Action item
Your answer should hold every line of the records below that contains the string "BroadcastAddress".

Collected data entries
--- START ---

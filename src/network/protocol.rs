//! Protocol Messages
//!
//! Every datagram is one event:
//!
//! ```text
//! [header u8][originSlot u8][payload ...]
//! ```
//!
//! There is no length prefix; the payload runs to the end of the datagram.
//! [`GameEvent`] is the raw framing and knows nothing about payloads.
//! [`Message`] is the closed set of typed messages layered on top. A header
//! byte outside the table is a [`ProtocolError::UnknownHeader`].

use bytes::{Buf, BufMut, Bytes, BytesMut};
use serde::Serialize;
use thiserror::Error;

use crate::core::codec::{WireError, WireRead};
use crate::game::fleet::{CombatRules, Fleet, ShipType};
use crate::game::player::Player;
use crate::game::star::StarId;
use crate::game::world::{BuildOrder, DispatchOrder};

/// Origin slot used when the host speaks for itself or the sender has no seat.
pub const ORIGIN_NONE: u8 = u8::MAX;

/// Largest datagram either side will read.
pub const MAX_DATAGRAM: usize = 64 * 1024;

// =============================================================================
// HEADERS
// =============================================================================

/// Message kind discriminant, the first byte of every datagram.
#[derive(Debug, Clone, Copy, PartialEq, Eq, Hash, Serialize)]
#[repr(u8)]
pub enum Header {
    /// Host announcing itself (discovery; reserved).
    BroadcastAddress = 0,
    /// Peer asking to join.
    RequestConnection = 1,
    /// A peer left; origin slot names who.
    Disconnected = 2,
    /// Host will not admit new peers.
    ConnectionRefused = 3,
    /// Host is at capacity.
    ConnectionRefusedFull = 4,
    /// Peer is ready to start.
    RequestGameStart = 5,
    /// Peer wants the whole map resent.
    RequestMap = 6,
    /// Game is starting.
    GameStart = 7,
    /// Host asks for a profile; payload carries the assigned slot.
    RequestPlayerProfile = 8,
    /// A player profile.
    SubmittedPlayerProfile = 9,
    /// Ships sent between stars.
    FleetDispatched = 10,
    /// Production change at a star.
    NewBuildOrder = 11,
    /// Star delta from the host.
    StarStateChanged = 12,
    /// Liveness probe.
    Ping = 13,
    /// Liveness answer.
    Pong = 14,
}

impl Header {
    /// Every header in discriminant order.
    pub const ALL: [Header; 15] = [
        Header::BroadcastAddress,
        Header::RequestConnection,
        Header::Disconnected,
        Header::ConnectionRefused,
        Header::ConnectionRefusedFull,
        Header::RequestGameStart,
        Header::RequestMap,
        Header::GameStart,
        Header::RequestPlayerProfile,
        Header::SubmittedPlayerProfile,
        Header::FleetDispatched,
        Header::NewBuildOrder,
        Header::StarStateChanged,
        Header::Ping,
        Header::Pong,
    ];
}

impl TryFrom<u8> for Header {
    type Error = ProtocolError;

    fn try_from(value: u8) -> Result<Self, Self::Error> {
        Header::ALL
            .get(value as usize)
            .copied()
            .ok_or(ProtocolError::UnknownHeader(value))
    }
}

// =============================================================================
// ERRORS
// =============================================================================

/// Protocol violations. Fatal to the connection that produced them.
#[derive(Debug, Error)]
pub enum ProtocolError {
    /// Header byte outside the table.
    #[error("unknown header byte {0}")]
    UnknownHeader(u8),

    /// Datagram shorter than the two framing bytes.
    #[error("datagram of {0} bytes is too short")]
    Truncated(usize),

    /// Payload did not decode.
    #[error("bad {header:?} payload: {source}")]
    Payload {
        /// Message kind
        header: Header,
        /// Decode failure
        source: WireError,
    },

    /// Bytes left over after a complete payload.
    #[error("{extra} trailing bytes after {header:?} payload")]
    TrailingBytes {
        /// Message kind
        header: Header,
        /// Unread byte count
        extra: usize,
    },
}

// =============================================================================
// FRAMING
// =============================================================================

/// One framed datagram.
#[derive(Debug, Clone, PartialEq, Eq)]
pub struct GameEvent {
    /// Message kind.
    pub header: Header,
    /// Slot of the player the event is about or from.
    pub origin: u8,
    /// Opaque payload.
    pub payload: Bytes,
}

impl GameEvent {
    /// Event with a payload.
    pub fn new(header: Header, origin: u8, payload: Bytes) -> Self {
        Self { header, origin, payload }
    }

    /// Event without a payload.
    pub fn bare(header: Header, origin: u8) -> Self {
        Self::new(header, origin, Bytes::new())
    }

    /// Split a datagram into header, origin and payload.
    pub fn decode(mut datagram: Bytes) -> Result<Self, ProtocolError> {
        if datagram.len() < 2 {
            return Err(ProtocolError::Truncated(datagram.len()));
        }
        let header = Header::try_from(datagram.get_u8())?;
        let origin = datagram.get_u8();
        Ok(Self { header, origin, payload: datagram })
    }

    /// Datagram bytes.
    pub fn encode(&self) -> Bytes {
        let mut buf = BytesMut::with_capacity(2 + self.payload.len());
        buf.put_u8(self.header as u8);
        buf.put_u8(self.origin);
        buf.put_slice(&self.payload);
        buf.freeze()
    }
}

// =============================================================================
// TYPED MESSAGES
// =============================================================================

/// Typed view of a [`GameEvent`].
#[derive(Debug, Clone, PartialEq)]
pub enum Message {
    /// Discovery announcement.
    BroadcastAddress,
    /// Join request.
    RequestConnection,
    /// Leave notice.
    Disconnected,
    /// Admission refused.
    ConnectionRefused,
    /// Admission refused, host full.
    ConnectionRefusedFull,
    /// Ready flag.
    RequestGameStart,
    /// Full map resend request.
    RequestMap,
    /// Start signal.
    GameStart,
    /// Profile request carrying the seat the host assigned.
    RequestPlayerProfile(Player),
    /// A profile.
    SubmittedPlayerProfile(Player),
    /// Ships sent between stars, with an optional per-sender sequence
    /// number for duplicate suppression.
    FleetDispatched {
        /// The order
        order: DispatchOrder,
        /// Sender sequence number
        seq: Option<u32>,
    },
    /// Production change.
    NewBuildOrder(BuildOrder),
    /// Star delta, applied by the star map.
    StarStateChanged(Bytes),
    /// Liveness probe.
    Ping,
    /// Liveness answer.
    Pong,
}

impl Message {
    /// Header for this message.
    pub fn header(&self) -> Header {
        match self {
            Message::BroadcastAddress => Header::BroadcastAddress,
            Message::RequestConnection => Header::RequestConnection,
            Message::Disconnected => Header::Disconnected,
            Message::ConnectionRefused => Header::ConnectionRefused,
            Message::ConnectionRefusedFull => Header::ConnectionRefusedFull,
            Message::RequestGameStart => Header::RequestGameStart,
            Message::RequestMap => Header::RequestMap,
            Message::GameStart => Header::GameStart,
            Message::RequestPlayerProfile(_) => Header::RequestPlayerProfile,
            Message::SubmittedPlayerProfile(_) => Header::SubmittedPlayerProfile,
            Message::FleetDispatched { .. } => Header::FleetDispatched,
            Message::NewBuildOrder(_) => Header::NewBuildOrder,
            Message::StarStateChanged(_) => Header::StarStateChanged,
            Message::Ping => Header::Ping,
            Message::Pong => Header::Pong,
        }
    }

    /// Frame as an event from `origin`.
    pub fn to_event(&self, origin: u8, rules: &CombatRules) -> GameEvent {
        GameEvent::new(self.header(), origin, self.encode_payload(rules))
    }

    /// Payload bytes.
    pub fn encode_payload(&self, rules: &CombatRules) -> Bytes {
        let mut buf = BytesMut::new();
        match self {
            Message::RequestPlayerProfile(p) | Message::SubmittedPlayerProfile(p) => {
                p.encode(&mut buf);
            }
            Message::FleetDispatched { order, seq } => {
                buf.put_i32(order.source.0);
                order.fleet.encode(&mut buf, rules);
                buf.put_i32(order.dest.0);
                if let Some(seq) = seq {
                    buf.put_u32(*seq);
                }
            }
            Message::NewBuildOrder(order) => {
                buf.put_i32(order.star.0);
                buf.put_i8(order.build_type as i8);
            }
            Message::StarStateChanged(delta) => return delta.clone(),
            Message::BroadcastAddress
            | Message::RequestConnection
            | Message::Disconnected
            | Message::ConnectionRefused
            | Message::ConnectionRefusedFull
            | Message::RequestGameStart
            | Message::RequestMap
            | Message::GameStart
            | Message::Ping
            | Message::Pong => {}
        }
        buf.freeze()
    }

    /// Decode the payload of `event`.
    ///
    /// Payload-less kinds ignore any bytes they carry. Structured kinds
    /// reject both short and over-long payloads.
    pub fn decode(event: &GameEvent, rules: &CombatRules) -> Result<Self, ProtocolError> {
        let header = event.header;
        let mut buf = event.payload.clone();
        let wire = |source| ProtocolError::Payload { header, source };

        let msg = match header {
            Header::BroadcastAddress => return Ok(Message::BroadcastAddress),
            Header::RequestConnection => return Ok(Message::RequestConnection),
            Header::Disconnected => return Ok(Message::Disconnected),
            Header::ConnectionRefused => return Ok(Message::ConnectionRefused),
            Header::ConnectionRefusedFull => return Ok(Message::ConnectionRefusedFull),
            Header::RequestGameStart => return Ok(Message::RequestGameStart),
            Header::RequestMap => return Ok(Message::RequestMap),
            Header::GameStart => return Ok(Message::GameStart),
            Header::Ping => return Ok(Message::Ping),
            Header::Pong => return Ok(Message::Pong),
            Header::StarStateChanged => return Ok(Message::StarStateChanged(buf)),

            Header::RequestPlayerProfile => {
                Message::RequestPlayerProfile(Player::decode(&mut buf).map_err(wire)?)
            }
            Header::SubmittedPlayerProfile => {
                Message::SubmittedPlayerProfile(Player::decode(&mut buf).map_err(wire)?)
            }
            Header::FleetDispatched => {
                let source = StarId(buf.read_i32("source star").map_err(wire)?);
                let fleet = Fleet::decode(&mut buf, rules).map_err(wire)?;
                let dest = StarId(buf.read_i32("destination star").map_err(wire)?);
                let seq = if buf.has_remaining() {
                    Some(buf.read_u32("dispatch sequence").map_err(wire)?)
                } else {
                    None
                };
                Message::FleetDispatched { order: DispatchOrder { source, fleet, dest }, seq }
            }
            Header::NewBuildOrder => {
                let star = StarId(buf.read_i32("star id").map_err(wire)?);
                let build_type = ShipType::try_from(buf.read_i8("build type").map_err(wire)?)
                    .map_err(wire)?;
                Message::NewBuildOrder(BuildOrder { star, build_type })
            }
        };

        if buf.has_remaining() {
            return Err(ProtocolError::TrailingBytes { header, extra: buf.remaining() });
        }
        Ok(msg)
    }
}

// =============================================================================
// TESTS
// =============================================================================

--- END ---

Problem solution
    BroadcastAddress = 0,
        Header::BroadcastAddress,
    BroadcastAddress,
            Message::BroadcastAddress => Header::BroadcastAddress,
            Message::BroadcastAddress
            Header::BroadcastAddress => return Ok(Message::BroadcastAddress),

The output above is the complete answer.